The NICE review was one of 5 other systematic reviews addressing the use of bariatric surgery for pediatric patients, all published between 2003 and 2006.[76,77,78,79,80] Of the 27 included articles in our review, 13 were not included by any of the other reviews, mostly because of later publication dates. Eight other publications were included by other reviews but not ours. We excluded these either because the bariatric procedure was outdated;[81,82,83,84,85] because authors combined data on different procedures;[86] because it was a case study;[87] or because it focused on a single adverse event.[88]

In the absence of randomized controlled studies, decision makers - including clinicians, patients and policy makers - are forced to make choices based on the information that is currently available. In the interest of making nonrandomized surgical studies more useful for this purpose, we encourage improvements in the reporting of data collection, patient follow-up and outcomes. Elapsed follow-up times for study patients vary over a wide range as do time points chosen for evaluation. Overlap of patient populations in subsequent publications documenting longer follow-up and/or additional patient experience may not always be readily apparent. Right-censoring (ie, patients with more recently performed surgery) is often not distinguished from loss to follow-up. Slim et al (2003)[89] have developed and validated a quality assessment tool for surgical publications which merits consideration by authors in this field. Table 5 lists several items in the instrument that seem particularly relevant to the bariatric surgery literature.
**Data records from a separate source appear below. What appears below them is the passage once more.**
#[cfg(test)]
mod tests {
    use super::*;
    use std::path::PathBuf;

    fn executor(sandbox_enabled: bool) -> SandboxedExecutor {
        let config = BuilderConfig {
            sandbox_enabled,
            ..BuilderConfig::default()
        };
        SandboxedExecutor::new(Arc::new(config))
    }

    fn sh(script: &str, profile: SandboxProfile) -> Command {
        Command::new("/bin/sh", std::env::temp_dir(), profile).args(["-c", script])
    }

    /// A pid counts as gone once it no longer exists or is a zombie.
    fn process_alive(pid: i32) -> bool {
        match std::fs::read_to_string(format!("/proc/{}/stat", pid)) {
            Ok(stat) => {
                let state = stat
                    .rsplit_once(')')
                    .and_then(|(_, rest)| rest.trim_start().chars().next());
                !matches!(state, Some('Z') | Some('X') | None)
            }
            Err(_) => false,
        }
    }

    #[tokio::test]
    async fn test_run_echoes_stdin() {
        let report = executor(false)
            .run(
                &sh("read x; echo \"got $x\"", SandboxProfile::Native),
                "42\n",
                Duration::from_secs(5),
            )
            .await;

        assert_eq!(report.classification, ExitClassification::Exited(0));
        assert_eq!(report.stdout.text, "got 42\n");
        assert!(report.succeeded());
    }

    #[tokio::test]
    async fn test_run_reports_exit_code_and_stderr() {
        let report = executor(false)
            .run(&sh("echo oops >&2; exit 3", SandboxProfile::Native), "", Duration::from_secs(5))
            .await;

        assert_eq!(report.exit_code(), Some(3));
        assert_eq!(report.stderr.text, "oops\n");
    }

    #[tokio::test]
    async fn test_infinite_loop_hits_wall_clock() {
        let deadline = Duration::from_millis(300);
        let report = executor(false)
            .run(&sh("while :; do :; done", SandboxProfile::Native), "", deadline)
            .await;

        assert_eq!(
            report.classification,
            ExitClassification::LimitExceeded(LimitKind::WallClock)
        );
        assert!(report.elapsed < deadline + Duration::from_secs(2));
    }

    #[tokio::test]
    async fn test_timeout_kills_background_children() {
        let report = executor(false)
            .run(
                &sh("sleep 30 & echo $!; wait", SandboxProfile::Native),
                "",
                Duration::from_millis(300),
            )
            .await;

        assert_eq!(
            report.classification,
            ExitClassification::LimitExceeded(LimitKind::WallClock)
        );
        let pid: i32 = report.stdout.text.trim().parse().unwrap();
        let mut alive = process_alive(pid);
        for _ in 0..20 {
            if !alive {
                break;
            }
            tokio::time::sleep(Duration::from_millis(100)).await;
            alive = process_alive(pid);
        }
        assert!(!alive, "background child {pid} survived the sandbox");
    }

    #[tokio::test]
    async fn test_output_is_truncated() {
        let script = "i=0; while [ $i -lt 200 ]; do echo line$i; i=$((i+1)); done";
        let report = executor(false)
            .run(&sh(script, SandboxProfile::Native), "", Duration::from_secs(5))
            .await;

        assert!(report.stdout.truncated);
        assert_eq!(report.stdout.text.lines().count(), 50);
        assert_eq!(report.stdout.text.lines().next(), Some("line0"));
    }

    #[tokio::test]
    async fn test_missing_program_is_setup_failure() {
        let command = Command::new(
            "/nonexistent/judgekit-program",
            PathBuf::from("/"),
            SandboxProfile::Native,
        );
        let report = executor(false).run(&command, "", Duration::from_secs(1)).await;

        assert!(matches!(report.classification, ExitClassification::SetupFailure(_)));
    }

    #[tokio::test]
    async fn test_fatal_signal_is_reported() {
        let report = executor(false)
            .run(&sh("kill -TERM $$", SandboxProfile::Native), "", Duration::from_secs(5))
            .await;

        assert_eq!(report.classification, ExitClassification::Signaled(libc::SIGTERM));
        assert_eq!(signal_name(libc::SIGSEGV), "SIGSEGV");
    }

    #[tokio::test]
    async fn test_permits_released_after_run() {
        let executor = executor(false);
        executor
            .run(&sh("true", SandboxProfile::Native), "", Duration::from_secs(5))
            .await;
        assert_eq!(executor.in_flight(), 0);
    }

    #[tokio::test]
    #[ignore] // Requires seccomp support in the host kernel
    async fn test_subprocess_is_security_violation() {
        let report = executor(true)
            .run(&sh("/bin/true; echo done", SandboxProfile::Native), "", Duration::from_secs(5))
            .await;

        assert_eq!(report.classification, ExitClassification::SecurityViolation);
        assert!(report.stdout.text.is_empty());
    }

    #[tokio::test]
    #[ignore] // Requires seccomp support in the host kernel
    async fn test_cpu_limit_is_enforced() {
        let config = BuilderConfig {
            cpu_time_secs: 1,
            ..BuilderConfig::default()
        };
        let executor = SandboxedExecutor::new(Arc::new(config));
        let report = executor
            .run(&sh("while :; do :; done", SandboxProfile::Native), "", Duration::from_secs(10))
            .await;

        assert_eq!(
            report.classification,
            ExitClassification::LimitExceeded(LimitKind::CpuTime)
        );
    }

    #[test]
    fn test_classify_timeout_wins() {
        let status = ExitStatus::from_raw(0);
        assert_eq!(
            classify(Some(status), true, true),
            ExitClassification::LimitExceeded(LimitKind::WallClock)
        );
    }

    #[test]
    fn test_classify_signals() {
        let by_signal = |sig: i32| ExitStatus::from_raw(sig);
        assert_eq!(
            classify(Some(by_signal(libc::SIGXCPU)), false, true),
            ExitClassification::LimitExceeded(LimitKind::CpuTime)
        );
        assert_eq!(
            classify(Some(by_signal(libc::SIGXFSZ)), false, true),
            ExitClassification::LimitExceeded(LimitKind::FileSize)
        );
        assert_eq!(
            classify(Some(by_signal(libc::SIGSYS)), false, true),
            ExitClassification::SecurityViolation
        );
        assert_eq!(
            classify(Some(by_signal(libc::SIGSYS)), false, false),
            ExitClassification::Signaled(libc::SIGSYS)
        );
        assert_eq!(
            classify(Some(by_signal(libc::SIGKILL)), false, false),
            ExitClassification::Signaled(libc::SIGKILL)
        );
    }

    #[test]
    fn test_classify_exit_code() {
        // wait(2) encodes exit codes in the high byte.
        let status = ExitStatus::from_raw(7 << 8);
        assert_eq!(classify(Some(status), false, true), ExitClassification::Exited(7));
    }
}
We believe that the present review contributes to the literature in several ways. First, we included 13 publications not previously available. Second, we rated the strength of the evidence using a rating system to incorporate the quality, quantity and consistency of the evidence. Third, we performed meta-analyses to estimate the overall impact on BMI, separately for different procedures. Fourth, we considered the clinical significance of BMI changes by comparison to established targets. Finally, we performed multiple sensitivity analyses to show that the conclusions about weight loss do not depend critically on analytic assumptions. The limitations of our review reflect the lack of reporting of long-term data on a sufficient number of participants, of comorbidity burden and resolution, and of compliance with postsurgical recommendations. Future studies of bariatric surgery in obese pediatric patients should make an effort to capture and report this important information.